> Supplied material
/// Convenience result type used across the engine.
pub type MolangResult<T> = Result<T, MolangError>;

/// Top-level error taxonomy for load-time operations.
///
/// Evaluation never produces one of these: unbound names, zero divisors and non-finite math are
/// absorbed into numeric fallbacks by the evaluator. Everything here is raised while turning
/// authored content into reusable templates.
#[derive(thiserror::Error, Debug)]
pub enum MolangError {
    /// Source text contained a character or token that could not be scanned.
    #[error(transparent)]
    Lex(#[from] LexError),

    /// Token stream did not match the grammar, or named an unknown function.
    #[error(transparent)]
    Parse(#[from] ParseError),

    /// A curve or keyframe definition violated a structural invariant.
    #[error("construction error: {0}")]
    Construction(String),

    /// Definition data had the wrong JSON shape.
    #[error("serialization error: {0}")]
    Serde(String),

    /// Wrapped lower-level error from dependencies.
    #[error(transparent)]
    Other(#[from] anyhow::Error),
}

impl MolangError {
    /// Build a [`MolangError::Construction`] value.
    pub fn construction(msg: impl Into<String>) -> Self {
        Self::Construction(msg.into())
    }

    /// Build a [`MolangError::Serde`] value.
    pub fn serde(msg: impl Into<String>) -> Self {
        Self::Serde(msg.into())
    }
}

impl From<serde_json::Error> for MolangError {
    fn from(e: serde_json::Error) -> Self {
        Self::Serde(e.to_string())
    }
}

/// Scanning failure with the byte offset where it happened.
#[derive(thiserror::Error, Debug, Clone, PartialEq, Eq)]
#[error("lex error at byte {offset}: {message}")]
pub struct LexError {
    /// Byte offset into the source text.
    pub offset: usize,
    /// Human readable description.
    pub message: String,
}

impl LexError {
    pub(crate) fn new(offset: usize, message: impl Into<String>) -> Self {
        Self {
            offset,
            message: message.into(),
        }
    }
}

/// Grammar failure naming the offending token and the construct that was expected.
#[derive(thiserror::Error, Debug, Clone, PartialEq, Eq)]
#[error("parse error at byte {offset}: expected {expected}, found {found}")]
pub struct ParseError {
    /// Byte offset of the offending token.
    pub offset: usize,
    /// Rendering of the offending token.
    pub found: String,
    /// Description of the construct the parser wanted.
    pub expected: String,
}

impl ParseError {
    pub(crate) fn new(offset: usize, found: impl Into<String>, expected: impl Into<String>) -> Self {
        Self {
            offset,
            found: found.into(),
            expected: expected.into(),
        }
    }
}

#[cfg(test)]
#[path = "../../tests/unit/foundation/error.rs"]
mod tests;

> Try it
Your task is to output the full set of records exactly as presented.

> Answer to this problem
/// Convenience result type used across the engine.
pub type MolangResult<T> = Result<T, MolangError>;

/// Top-level error taxonomy for load-time operations.
///
/// Evaluation never produces one of these: unbound names, zero divisors and non-finite math are
/// absorbed into numeric fallbacks by the evaluator. Everything here is raised while turning
/// authored content into reusable templates.
#[derive(thiserror::Error, Debug)]
pub enum MolangError {
    /// Source text contained a character or token that could not be scanned.
    #[error(transparent)]
    Lex(#[from] LexError),

    /// Token stream did not match the grammar, or named an unknown function.
    #[error(transparent)]
    Parse(#[from] ParseError),

    /// A curve or keyframe definition violated a structural invariant.
    #[error("construction error: {0}")]
    Construction(String),

    /// Definition data had the wrong JSON shape.
    #[error("serialization error: {0}")]
    Serde(String),

    /// Wrapped lower-level error from dependencies.
    #[error(transparent)]
    Other(#[from] anyhow::Error),
}

impl MolangError {
    /// Build a [`MolangError::Construction`] value.
    pub fn construction(msg: impl Into<String>) -> Self {
        Self::Construction(msg.into())
    }

    /// Build a [`MolangError::Serde`] value.
    pub fn serde(msg: impl Into<String>) -> Self {
        Self::Serde(msg.into())
    }
}

impl From<serde_json::Error> for MolangError {
    fn from(e: serde_json::Error) -> Self {
        Self::Serde(e.to_string())
    }
}

/// Scanning failure with the byte offset where it happened.
#[derive(thiserror::Error, Debug, Clone, PartialEq, Eq)]
#[error("lex error at byte {offset}: {message}")]
pub struct LexError {
    /// Byte offset into the source text.
    pub offset: usize,
    /// Human readable description.
    pub message: String,
}

impl LexError {
    pub(crate) fn new(offset: usize, message: impl Into<String>) -> Self {
        Self {
            offset,
            message: message.into(),
        }
    }
}

/// Grammar failure naming the offending token and the construct that was expected.
#[derive(thiserror::Error, Debug, Clone, PartialEq, Eq)]
#[error("parse error at byte {offset}: expected {expected}, found {found}")]
pub struct ParseError {
    /// Byte offset of the offending token.
    pub offset: usize,
    /// Rendering of the offending token.
    pub found: String,
    /// Description of the construct the parser wanted.
    pub expected: String,
}

impl ParseError {
    pub(crate) fn new(offset: usize, found: impl Into<String>, expected: impl Into<String>) -> Self {
        Self {
            offset,
            found: found.into(),
            expected: expected.into(),
        }
    }
}

#[cfg(test)]
#[path = "../../tests/unit/foundation/error.rs"]
mod tests;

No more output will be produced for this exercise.